Infrastructure, however, is not the perfect approach. There are few ‘shovel ready’ projects simply waiting for ministers to hit the button. Many of the workers may be drawn from overseas, limiting the effects on unemployment. Infrastructure can also fail to deliver a return – as Japan demonstrated clearly in its ‘lost decade’.
What really marks out the most successful nations is not the best infrastructure, but the best-educated workforce. The two proposals here can be implemented this summer. They will have an immediate effect on youth unemployment, and are likely to have strong medium term implications for growth. Furthermore, they are unique because they involve the government gaining an revenue yielding asset in law, rather than simply on the benefits of growth.
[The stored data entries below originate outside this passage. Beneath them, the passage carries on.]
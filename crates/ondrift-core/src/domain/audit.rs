//! Audit entry domain entities
//!
//! This module defines the core audit types for tracking all significant
//! operations in OnDrift, enabling transparency and debugging capabilities.

use chrono::{DateTime, Utc};
use serde::{Deserialize, Serialize};
use serde_json::Value;

use super::newtypes::{AuditId, SessionId, UniqueId};

/// Actions that can be recorded in the audit log
///
/// Each action represents a significant operation that should be tracked
/// for transparency, debugging, and user explanation purposes.
#[derive(Debug, Clone, PartialEq, Eq, Serialize, Deserialize)]
#[serde(rename_all = "snake_case")]
pub enum AuditAction {
    /// User authenticated with OneDrive
    AuthLogin,
    /// User logged out
    AuthLogout,
    /// OAuth token was refreshed
    AuthRefresh,
    /// Synchronization cycle started
    SyncStart,
    /// Synchronization cycle completed
    SyncComplete,
    /// File was uploaded to OneDrive
    FileUpload,
    /// File was downloaded from OneDrive
    FileDownload,
    /// File was deleted (locally or remotely)
    FileDelete,
    /// A sync conflict was detected
    ConflictDetected,
    /// A conflict was resolved
    ConflictResolved,
    /// An error occurred
    Error,
    /// Configuration was changed
    ConfigChange,
}

impl std::fmt::Display for AuditAction {
    fn fmt(&self, f: &mut std::fmt::Formatter<'_>) -> std::fmt::Result {
        let s = match self {
            AuditAction::AuthLogin => "auth_login",
            AuditAction::AuthLogout => "auth_logout",
            AuditAction::AuthRefresh => "auth_refresh",
            AuditAction::SyncStart => "sync_start",
            AuditAction::SyncComplete => "sync_complete",
            AuditAction::FileUpload => "file_upload",
            AuditAction::FileDownload => "file_download",
            AuditAction::FileDelete => "file_delete",
            AuditAction::ConflictDetected => "conflict_detected",
            AuditAction::ConflictResolved => "conflict_resolved",
            AuditAction::Error => "error",
            AuditAction::ConfigChange => "config_change",
        };
        write!(f, "{}", s)
    }
}

/// Result of an audited action
#[derive(Debug, Clone, PartialEq, Eq, Serialize, Deserialize)]
#[serde(rename_all = "snake_case")]
pub enum AuditResult {
    /// The action completed successfully
    Success,
    /// The action failed with an error code and message
    Failed {
        /// Error code for categorization
        code: String,
        /// Human-readable error message
        message: String,
    },
}

impl AuditResult {
    /// Creates a successful result
    pub fn success() -> Self {
        AuditResult::Success
    }

    /// Creates a failed result with the given code and message
    pub fn failed(code: impl Into<String>, message: impl Into<String>) -> Self {
        AuditResult::Failed {
            code: code.into(),
            message: message.into(),
        }
    }

    /// Returns true if the result is a success
    pub fn is_success(&self) -> bool {
        matches!(self, AuditResult::Success)
    }

    /// Returns true if the result is a failure
    pub fn is_failed(&self) -> bool {
        matches!(self, AuditResult::Failed { .. })
    }
}

/// An audit log entry recording a significant operation
///
/// AuditEntry captures all relevant information about an operation
/// for later querying, analysis, and user explanation (via `ondrift explain`).
#[derive(Debug, Clone, PartialEq, Serialize, Deserialize)]
pub struct AuditEntry {
    /// Unique identifier for this audit entry (assigned by database)
    id: Option<AuditId>,
    /// When the action occurred
    timestamp: DateTime<Utc>,
    /// Session ID if action is associated with a user session
    session_id: Option<SessionId>,
    /// Item ID if action is associated with a specific file/folder
    item_id: Option<UniqueId>,
    /// The type of action that was performed
    action: AuditAction,
    /// The result of the action
    result: AuditResult,
    /// Additional structured details about the action
    details: Value,
    /// How long the action took in milliseconds
    duration_ms: Option<u64>,
}

impl AuditEntry {
    /// Creates a new audit entry with the required fields
    ///
    /// The `id` field is set to `None` and will be assigned by the database
    /// when the entry is persisted.
    ///
    /// # Arguments
    ///
    /// * `action` - The type of action being recorded
    /// * `result` - The outcome of the action
    ///
    /// # Example
    ///
    /// ```
    /// use ondrift_core::domain::audit::{AuditEntry, AuditAction, AuditResult};
    ///
    /// let entry = AuditEntry::new(AuditAction::SyncStart, AuditResult::success());
    /// assert!(entry.result().is_success());
    /// assert!(entry.id().is_none()); // ID assigned on persist
    /// ```
    pub fn new(action: AuditAction, result: AuditResult) -> Self {
        Self {
            id: None,
            timestamp: Utc::now(),
            session_id: None,
            item_id: None,
            action,
            result,
            details: Value::Null,
            duration_ms: None,
        }
    }

    /// Returns the audit entry ID (None if not yet persisted)
    pub fn id(&self) -> Option<AuditId> {
        self.id
    }

    /// Sets the ID for this audit entry (typically called after database insert)
    pub fn with_id(mut self, id: AuditId) -> Self {
        self.id = Some(id);
        self
    }

    /// Returns when the action occurred
    pub fn timestamp(&self) -> DateTime<Utc> {
        self.timestamp
    }

    /// Returns the session ID if present
    pub fn session_id(&self) -> Option<&SessionId> {
        self.session_id.as_ref()
    }

    /// Returns the item ID if present
    pub fn item_id(&self) -> Option<&UniqueId> {
        self.item_id.as_ref()
    }

    /// Returns the action type
    pub fn action(&self) -> &AuditAction {
        &self.action
    }

    /// Returns the action result
    pub fn result(&self) -> &AuditResult {
        &self.result
    }

    /// Returns the additional details
    pub fn details(&self) -> &Value {
        &self.details
    }

    /// Returns the duration in milliseconds if recorded
    pub fn duration_ms(&self) -> Option<u64> {
        self.duration_ms
    }

    /// Sets the session ID for this audit entry
    pub fn with_session_id(mut self, session_id: SessionId) -> Self {
        self.session_id = Some(session_id);
        self
    }

    /// Sets the item ID for this audit entry
    pub fn with_item_id(mut self, item_id: UniqueId) -> Self {
        self.item_id = Some(item_id);
        self
    }

    /// Sets additional details for this audit entry
    pub fn with_details(mut self, details: Value) -> Self {
        self.details = details;
        self
    }

    /// Sets the duration in milliseconds for this audit entry
    pub fn with_duration_ms(mut self, duration_ms: u64) -> Self {
        self.duration_ms = Some(duration_ms);
        self
    }
}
The first proposal is to increase the number of students allowed to study for an undergraduate degree. The student loan system costs the government money upfront, but the long term losses depend on the cost of borrowing, and how much graduates earn and therefore repay later. The cost of borrowing has recently fallen so much that the government’s own “student loan ready reckoner” – based on estimates of the career paths of over 4000 graduates – concludes that government will no longer make any losses on the student loan book. So long as government requires universities to cover the cost of maintenance grants, the best guess is that there is no cost to government from increasing undergraduate student numbers.
In reality government would make a large profit, because the “no cost” estimate means that the student loan repayments alone are expected to cover all the costs. In addition, the government gains from a better educated workforce, who are likely to earn more, pay more taxes and claim less in benefits.
Second, government can replicate the system of income contingent loans for undergraduates to cover postgraduate degrees. There are lots of ways to do this that would not cost the government any money. Obvious ways forward would be limit the offer to those with a 2:1 or better, to identify good students with good income potential. Furthermore, the government can raise the amount it receives by requiring graduates to repay on more of their income – say, from £15,000, unindexed, or at a higher rate, say 12% instead of 9%.
Both of these are different to the usual “spend now, gain later” proposals because they create legally binding contracts between government and beneficiaries.
We know that the long term – now more than a century old – trend is for a better educated workforce. We also know that countries with the best trained workforces have been more successful economically. We have here a way to improve our education standards at no medium term cost at all. For sure, we have to borrow the money upfront, but the markets are keen to lend it to us, and as the IFS say, we have considerable fiscal headroom before they would take fright.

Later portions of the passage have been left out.